Bariatric procedures such as sleeve gastrectomy (SG) induce weight-loss–independent changes in the gut microbiome that are associated with improved metabolic phenotypes. Cecal microbiome transplant (CMT) from post-SG donors confers beneficial effects on adiposity in germ-free (GF) recipients, though the microbial features underlying these effects remain incompletely understood. Here, we investigated whether perturbation of SG-derived microbial communities alters the conservation and mechanism of these phenotypes.
Second-generation GF recipients of SG-derived CMT treated with the macrolide antibiotic tylosin exhibited enhanced improvements in adiposity relative to water-treated controls, indicating that specific antibiotic-selected microbial configurations retain and amplify metabolic benefits. To identify microbial outputs linking community structure to host phenotype, we performed untargeted metabolomic profiling and observed enrichment of microbially associated 3-hydroxy fatty acids (3-OH FAs) in tylosin-treated CMT recipients.

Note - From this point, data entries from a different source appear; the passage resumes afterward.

//! Error handling module
//!
//! Centralized error types and HTTP response conversion.

use axum::http::StatusCode;
use axum::response::{IntoResponse, Response};
use axum::Json;
use serde::Serialize;

/// Application-wide Result type
pub type AppResult<T> = Result<T, AppError>;

impl From<crate::domain::primitives::PrimitiveError> for AppError {
    fn from(e: crate::domain::primitives::PrimitiveError) -> Self {
        AppError::Domain(e.into())
    }
}

/// Application error types
#[derive(Debug, thiserror::Error)]
pub enum AppError {
    // 400 Bad Request
    #[error("Invalid request: {0}")]
    InvalidRequest(String),

    // 401 Unauthorized
    #[error("Invalid or missing credential")]
    Unauthenticated,

    // 403 Forbidden
    #[error("Forbidden: {0}")]
    Forbidden(String),

    #[error("Permission denied")]
    PermissionDenied,

    // 404 Not Found
    #[error("Not found: {0}")]
    NotFound(String),

    // 409 Conflict
    #[error("Conflict: {0}")]
    Conflict(String),

    // 429 Too Many Requests
    #[error("Rate limit exceeded")]
    RateLimitExceeded,

    // 400, but distinguished at the handler level so the message always
    // names the violated business rule.
    #[error("Business rule violation: {0}")]
    BusinessRule(String),

    #[error("Missing required header: {0}")]
    MissingHeader(String),

    // Domain errors bridge in and are re-mapped by kind below.
    #[error(transparent)]
    Domain(#[from] crate::domain::DomainError),

    // 503, surfaced once the store's retry budget is exhausted.
    #[error("Storage temporarily unavailable")]
    Transient,

    // 500 Internal Server Error
    #[error("Database error: {0}")]
    Database(#[from] sqlx::Error),

    #[error("Internal error: {0}")]
    Internal(String),

    #[error("Configuration error: {0}")]
    Config(#[from] crate::config::ConfigError),
}

/// Error response body
#[derive(Debug, Serialize)]
pub struct ErrorResponse {
    pub success: bool,
    pub message: String,
    #[serde(skip_serializing_if = "Option::is_none")]
    pub error_code: Option<String>,
}

impl IntoResponse for AppError {
    fn into_response(self) -> Response {
        let (status, error_code) = match &self {
            AppError::InvalidRequest(_) => (StatusCode::BAD_REQUEST, "invalid_request"),
            AppError::Unauthenticated => (StatusCode::UNAUTHORIZED, "unauthenticated"),
            AppError::Forbidden(_) => (StatusCode::FORBIDDEN, "forbidden"),
            AppError::PermissionDenied => (StatusCode::FORBIDDEN, "permission_denied"),
            AppError::NotFound(_) => (StatusCode::NOT_FOUND, "not_found"),
            AppError::Conflict(_) => (StatusCode::CONFLICT, "conflict"),
            AppError::RateLimitExceeded => (StatusCode::TOO_MANY_REQUESTS, "rate_limited"),
            AppError::BusinessRule(_) => (StatusCode::BAD_REQUEST, "business_rule"),
            AppError::MissingHeader(_) => (StatusCode::BAD_REQUEST, "missing_header"),

            AppError::Domain(ref domain_err) => {
                use crate::domain::DomainError;
                match domain_err {
                    DomainError::EventNotFound(_) | DomainError::UserNotFound(_) => {
                        (StatusCode::NOT_FOUND, "not_found")
                    }
                    DomainError::RegistrationNotFound => (StatusCode::NOT_FOUND, "not_registered"),
                    DomainError::EventFull => (StatusCode::BAD_REQUEST, "event_full"),
                    DomainError::EventPast => (StatusCode::BAD_REQUEST, "event_past"),
                    DomainError::AlreadyRegistered => {
                        (StatusCode::BAD_REQUEST, "already_registered")
                    }
                    // Cancelling someone else's registration reports as a bad
                    // request rather than the generic 403 used for event-edit
                    // forbidden; kept as its own variant so the distinct
                    // status code and message survive.
                    DomainError::ForbiddenCancel => (StatusCode::BAD_REQUEST, "forbidden_cancel"),
                    DomainError::ForbiddenEventEdit => (StatusCode::FORBIDDEN, "forbidden"),
                    DomainError::SchedulingConflict { .. } => {
                        (StatusCode::CONFLICT, "scheduling_conflict")
                    }
                    DomainError::InvalidInput(_) => (StatusCode::BAD_REQUEST, "invalid_input"),
                    DomainError::CapacityBelowCurrent { .. } => {
                        (StatusCode::BAD_REQUEST, "capacity_below_current")
                    }
                    DomainError::ConcurrencyConflict => {
                        (StatusCode::SERVICE_UNAVAILABLE, "concurrency_conflict")
                    }
                }
            }

            AppError::Transient => (StatusCode::SERVICE_UNAVAILABLE, "transient"),

            AppError::Database(e) => {
                tracing::error!("Database error: {:?}", e);
                (StatusCode::INTERNAL_SERVER_ERROR, "database_error")
            }
            AppError::Internal(msg) => {
                tracing::error!("Internal error: {}", msg);
                (StatusCode::INTERNAL_SERVER_ERROR, "internal_error")
            }
            AppError::Config(e) => {
                tracing::error!("Config error: {:?}", e);
                (StatusCode::INTERNAL_SERVER_ERROR, "config_error")
            }
        };

        // 5xx messages never carry the underlying storage/internal detail:
        // that goes to the log line above instead, so the envelope can't
        // leak stack detail regardless of environment.
        let message = match &self {
            AppError::Database(_) => "a storage error occurred".to_string(),
            AppError::Internal(_) => "an internal error occurred".to_string(),
            AppError::Config(_) => "a configuration error occurred".to_string(),
            _ => self.to_string(),
        };
        let body = ErrorResponse {
            success: false,
            message,
            error_code: Some(error_code.to_string()),
        };

        (status, Json(body)).into_response()
    }
}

In vitro exposure of 3T3-L1 adipocytes to representative 3-OH FAs reduced lipid droplet accumulation by ~40% without impairing adipocyte differentiation, PPARγ signaling, or cell viability. Transcriptomic analysis revealed early suppression of lipid uptake and storage pathways, followed by gene expression changes consistent with changes in FA uptake, mitochondrial remodeling and altered redox activity. These changes occurred without activation of cell death pathways.
Our findings support a model in which antibiotic-selected post-SG microbiomes enrich microbial lipid metabolites that remodel adipocyte metabolism through non-cytotoxic mitochondrial and cellular reprogramming and suggests a role for microbiome-derived 3-hydroxy fatty acids in mediating reduced adiposity following bariatric surgery.